Perl Weekly Challenge 100 part 2
This is the second post in relation to Mohammad Anwar's awesome Perl Weekly Challenge, to celebrate the 100th challenge.
You can find the first post here: pErLM for the Perl Weekly Challenge 100.
Task 2 - Triangle Sum (Minimum Path Sum)
I you head over to the https://perlweeklychallenge.org/blog/perl-weekly-challenge-100/#TASK2 page, you'll see the idea here. Calculate the smallest sum of the nodes in a triangle/tree of integers. This is a pretty classic problem and is solved a bunch of ways; my approach is the "Dynamic Programming" approach in Perl.
So the pseudo-code for this is:
- Take the array of arrays and make it a table/matrix
- Start at bottom row and calculate the smallest sum option.
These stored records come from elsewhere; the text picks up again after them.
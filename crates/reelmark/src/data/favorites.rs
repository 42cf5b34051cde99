//! Favorites management
//!
//! Persisted, insertion-ordered collection of saved movies, unique by id.

use crate::data::storage;
use crate::data::types::Movie;
use crate::error::Result;
use serde::{Deserialize, Serialize};
use std::path::{Path, PathBuf};

/// Favorites data file name
const FAVORITES_FILE: &str = "favorites.json";

/// Favorites file format version for migrations
const FAVORITES_VERSION: u32 = 1;

/// Favorites file structure
#[derive(Debug, Serialize, Deserialize)]
struct FavoritesFile {
    version: u32,
    favorites: Vec<Movie>,
}

impl Default for FavoritesFile {
    fn default() -> Self {
        Self {
            version: FAVORITES_VERSION,
            favorites: Vec::new(),
        }
    }
}

/// Manages the user's saved movies
///
/// Insertion order is preserved; at most one entry per movie id. Every
/// mutation rewrites the backing file before returning, so a later mutation
/// can never overlap an earlier write.
pub struct FavoritesManager {
    favorites: Vec<Movie>,
    path: PathBuf,
}

impl FavoritesManager {
    /// Open favorites at the default storage location
    pub fn open() -> Result<Self> {
        let path = storage::data_path(FAVORITES_FILE)?;
        Ok(Self::load_from(&path))
    }

    /// Load favorites from a specific path
    ///
    /// Absent, empty, or malformed data yields an empty manager; this never
    /// fails. Duplicate ids in a hand-edited file are dropped, first
    /// occurrence wins.
    pub fn load_from(path: &Path) -> Self {
        let favorites = match storage::load_from::<FavoritesFile>(path) {
            Ok(Some(file)) => dedup_by_id(file.favorites),
            Ok(None) | Err(_) => Vec::new(),
        };

        Self {
            favorites,
            path: path.to_path_buf(),
        }
    }

    /// Add a movie to favorites
    ///
    /// If an entry with the same id already exists this is a silent no-op;
    /// the first-inserted entry is kept. Idempotent.
    pub fn add(&mut self, movie: Movie) -> Result<()> {
        if self.is_favorite(movie.id) {
            return Ok(());
        }
        self.favorites.push(movie);
        self.commit()
    }

    /// Remove a favorite by movie id
    ///
    /// Removing an id that isn't present is a no-op, not an error.
    pub fn remove(&mut self, id: u64) -> Result<()> {
        let before = self.favorites.len();
        self.favorites.retain(|m| m.id != id);
        if self.favorites.len() == before {
            return Ok(());
        }
        self.commit()
    }

    /// Add the movie if absent, remove it if present
    ///
    /// Returns `true` if the movie is a favorite after the call.
    pub fn toggle(&mut self, movie: Movie) -> Result<bool> {
        if self.is_favorite(movie.id) {
            self.remove(movie.id)?;
            Ok(false)
        } else {
            self.add(movie)?;
            Ok(true)
        }
    }

    /// Check whether a movie id is favorited
    pub fn is_favorite(&self, id: u64) -> bool {
        self.favorites.iter().any(|m| m.id == id)
    }

    /// Get a favorite by movie id
    pub fn get(&self, id: u64) -> Option<&Movie> {
        self.favorites.iter().find(|m| m.id == id)
    }

    /// All favorites in insertion order
    pub fn all(&self) -> &[Movie] {
        &self.favorites
    }

    /// Number of favorites
    pub fn count(&self) -> usize {
        self.favorites.len()
    }

    /// Check if empty
    pub fn is_empty(&self) -> bool {
        self.favorites.is_empty()
    }

    /// Write the full favorites sequence to the backing file
    fn commit(&self) -> Result<()> {
        let file = FavoritesFile {
            version: FAVORITES_VERSION,
            favorites: self.favorites.clone(),
        };
        storage::save_to(&self.path, &file)
    }
}

/// Drop entries whose id was already seen, preserving order
fn dedup_by_id(movies: Vec<Movie>) -> Vec<Movie> {
    let mut seen = std::collections::HashSet::new();
    movies.into_iter().filter(|m| seen.insert(m.id)).collect()
}
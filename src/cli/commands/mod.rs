//! CLI command implementations.

mod agent;
mod ask;
mod config;
mod doctor;
mod serve;

pub use agent::run_agent;
pub use ask::run_ask;
pub use config::run_config;
pub use doctor::run_doctor;
pub use serve::run_serve;
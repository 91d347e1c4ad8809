//! Tenke CLI entry point.

use anyhow::Result;
use clap::Parser;
use std::path::PathBuf;
use tenke::cli::{commands, Cli, Commands};
use tenke::config::Settings;
use tracing_subscriber::{layer::SubscriberExt, util::SubscriberInitExt, EnvFilter};

#[tokio::main]
async fn main() -> Result<()> {
    let cli = Cli::parse();

    // Load configuration
    let config_path = cli.config.as_ref().map(PathBuf::from);
    let settings = Settings::load_from(config_path.as_ref())?;

    // Initialize logging
    let log_level = match cli.verbose {
        0 => settings.general.log_level.as_str(),
        1 => "info",
        2 => "debug",
        _ => "trace",
    };

    tracing_subscriber::registry()
        .with(EnvFilter::new(
            std::env::var("RUST_LOG").unwrap_or_else(|_| format!("tenke={}", log_level)),
        ))
        .with(tracing_subscriber::fmt::layer().with_target(false))
        .init();

    // Execute command
    match &cli.command {
        Commands::Agent {
            task,
            max_turns,
            show_system,
        } => {
            commands::run_agent(task.clone(), *max_turns, *show_system, settings).await?;
        }

        Commands::Ask { question, system } => {
            commands::run_ask(question, system.clone(), settings).await?;
        }

        Commands::Serve { host, port } => {
            commands::run_serve(host, *port, settings).await?;
        }

        Commands::Doctor => {
            let path = config_path.unwrap_or_else(Settings::default_config_path);
            commands::run_doctor(&path, &settings)?;
        }

        Commands::Config { action } => {
            commands::run_config(action, config_path, settings)?;
        }
    }

    Ok(())
}
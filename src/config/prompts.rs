//! Prompt templates for Tenke.
//!
//! Prompts can be customized by placing TOML files in the custom prompts directory.

use regex::{Captures, Regex};
use serde::{Deserialize, Serialize};
use std::collections::HashMap;
use std::path::Path;
use std::sync::OnceLock;

fn placeholder_regex() -> &'static Regex {
    static RE: OnceLock<Regex> = OnceLock::new();
    RE.get_or_init(|| Regex::new(r"\{\{([A-Za-z0-9_]+)\}\}").expect("Invalid placeholder regex"))
}

/// Collection of all prompt templates.
#[derive(Debug, Clone, Serialize, Deserialize)]
#[serde(default)]
#[derive(Default)]
pub struct Prompts {
    pub agent: AgentPrompts,
    pub ask: AskPrompts,
    /// Custom variables from config, available in all prompts.
    #[serde(skip)]
    pub variables: HashMap<String, String>,
}

/// Prompts for the tool-dispatch loop.
#[derive(Debug, Clone, Serialize, Deserialize)]
#[serde(default)]
pub struct AgentPrompts {
    /// System prompt. `{{tools}}` is replaced with the tool catalog.
    pub system: String,
}

impl Default for AgentPrompts {
    fn default() -> Self {
        Self {
            system: r#"You cycle through Thought, Action, PAUSE, Observation. At the end of the loop you output a final Answer. Your final answer should be highly specific to the observations you have from running the actions.
1. Thought: Describe your thoughts about the question you have been asked.
2. Action: run one of the actions available to you - then return PAUSE.
3. PAUSE
4. Observation: will be the result of running those actions.

Available actions:
{{tools}}

Example session:
Question: Please give me some ideas for activities to do this afternoon.
Thought: I should look up the user's location so I can give location-specific activity ideas.
Action: getLocation: null
PAUSE

You will be called again with something like this:
Observation: "New York City, NY"

Then you loop again:
Thought: To get even more specific activity ideas, I should get the current weather at the user's location.
Action: getCurrentWeather: New York City
PAUSE

You'll then be called again with something like this:
Observation: {"location":"New York City, NY","forecast":"sunny"}

You then output:
Answer: <Suggested activities based on sunny weather that are highly specific to New York City and surrounding areas.>"#
                .to_string(),
        }
    }
}

/// Prompts for one-shot questions.
#[derive(Debug, Clone, Serialize, Deserialize)]
#[serde(default)]
pub struct AskPrompts {
    pub system: String,
}

impl Default for AskPrompts {
    fn default() -> Self {
        Self {
            system: "You are a helpful assistant. Answer concisely and say so when you are unsure."
                .to_string(),
        }
    }
}

impl Prompts {
    /// Load prompts from the default location, with optional custom directory and variables.
    pub fn load(
        custom_dir: Option<&Path>,
        custom_variables: Option<&HashMap<String, String>>,
    ) -> crate::error::Result<Self> {
        let mut prompts = Prompts::default();

        if let Some(vars) = custom_variables {
            prompts.variables = vars.clone();
        }

        if let Some(dir) = custom_dir {
            let agent_path = dir.join("agent.toml");
            if agent_path.exists() {
                let content = std::fs::read_to_string(&agent_path)?;
                prompts.agent = toml::from_str(&content)?;
            }

            let ask_path = dir.join("ask.toml");
            if ask_path.exists() {
                let content = std::fs::read_to_string(&ask_path)?;
                prompts.ask = toml::from_str(&content)?;
            }
        }

        Ok(prompts)
    }

    /// Load prompts as configured in [`Settings`](super::Settings).
    pub fn from_settings(settings: &super::Settings) -> crate::error::Result<Self> {
        Self::load(
            settings.prompts_dir().as_deref(),
            Some(&settings.prompts.variables),
        )
    }

    /// Render a prompt template with the given variables.
    ///
    /// Placeholders are substituted in one pass over the template, so a
    /// `{{name}}` appearing inside a substituted value is left as written.
    /// Unknown placeholders are kept verbatim.
    pub fn render(template: &str, vars: &HashMap<String, String>) -> String {
        placeholder_regex()
            .replace_all(template, |caps: &Captures| match vars.get(&caps[1]) {
                Some(value) => value.clone(),
                None => caps[0].to_string(),
            })
            .into_owned()
    }

    /// Render a prompt template with both provided variables and custom config variables.
    /// Provided variables take precedence over custom config variables.
    pub fn render_with_custom(&self, template: &str, vars: &HashMap<String, String>) -> String {
        let mut merged = self.variables.clone();
        for (key, value) in vars {
            merged.insert(key.clone(), value.clone());
        }
        Self::render(template, &merged)
    }

    /// Agent system prompt with the tool catalog filled in.
    pub fn agent_system(&self, catalog: &str) -> String {
        let mut vars = HashMap::new();
        vars.insert("tools".to_string(), catalog.trim_end().to_string());
        self.render_with_custom(&self.agent.system, &vars)
    }
}

#[cfg(test)]
mod tests {
    use super::*;

    #[test]
    fn test_default_prompts() {
        let prompts = Prompts::default();
        assert!(prompts.agent.system.contains("{{tools}}"));
        assert!(!prompts.ask.system.is_empty());
    }

    #[test]
    fn test_render_template() {
        let template = "Hello {{name}}, you have {{count}} messages.";
        let mut vars = HashMap::new();
        vars.insert("name".to_string(), "Alice".to_string());
        vars.insert("count".to_string(), "5".to_string());

        let result = Prompts::render(template, &vars);
        assert_eq!(result, "Hello Alice, you have 5 messages.");
    }

    #[test]
    fn test_render_does_not_expand_substituted_values() {
        let mut vars = HashMap::new();
        vars.insert("a".to_string(), "{{b}}".to_string());
        vars.insert("b".to_string(), "{{a}}".to_string());
        vars.insert("c".to_string(), "{{b}}".to_string());

        for _ in 0..8 {
            assert_eq!(
                Prompts::render("{{a}} {{b}} {{c}} {{missing}}", &vars),
                "{{b}} {{a}} {{b}} {{missing}}"
            );
        }
    }

    #[test]
    fn test_catalog_text_is_not_rescanned() {
        let mut prompts = Prompts::default();
        prompts.agent.system = "{{tools}}".to_string();
        prompts
            .variables
            .insert("persona".to_string(), "Guide".to_string());

        assert_eq!(prompts.agent_system("- echo: {{persona}}"), "- echo: {{persona}}");
    }

    #[test]
    fn test_agent_system_fills_catalog() {
        let prompts = Prompts::default();
        let system = prompts.agent_system("- getLocation:\n    Returns a place.\n");
        assert!(system.contains("Available actions:\n- getLocation:\n    Returns a place.\n\nExample session:"));
        assert!(!system.contains("{{tools}}"));
    }

    #[test]
    fn test_custom_variables_do_not_override_catalog() {
        let mut prompts = Prompts::default();
        prompts.agent.system = "{{persona}} / {{tools}}".to_string();
        prompts
            .variables
            .insert("persona".to_string(), "Guide".to_string());
        prompts
            .variables
            .insert("tools".to_string(), "stale".to_string());

        assert_eq!(prompts.agent_system("fresh"), "Guide / fresh");
    }

    #[test]
    fn test_load_custom_dir() {
        let dir = tempfile::tempdir().unwrap();
        std::fs::write(
            dir.path().join("ask.toml"),
            "system = \"You are a trading guru.\"\n",
        )
        .unwrap();

        let prompts = Prompts::load(Some(dir.path()), None).unwrap();
        assert_eq!(prompts.ask.system, "You are a trading guru.");
        assert!(prompts.agent.system.contains("{{tools}}"));
    }
}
- Repeat moving up the rows
- Return cell 0,0 which "should" be the minimum path sum.
As ever, I start with a test and work my way out from there. Adding the simplest solution I can as I go along... literally return static values at first. So I call a class method, see the tests fail. Then create the .pm file, name it and add a sub foo { return 8; }
which literally does nothing. Then I expand out from there.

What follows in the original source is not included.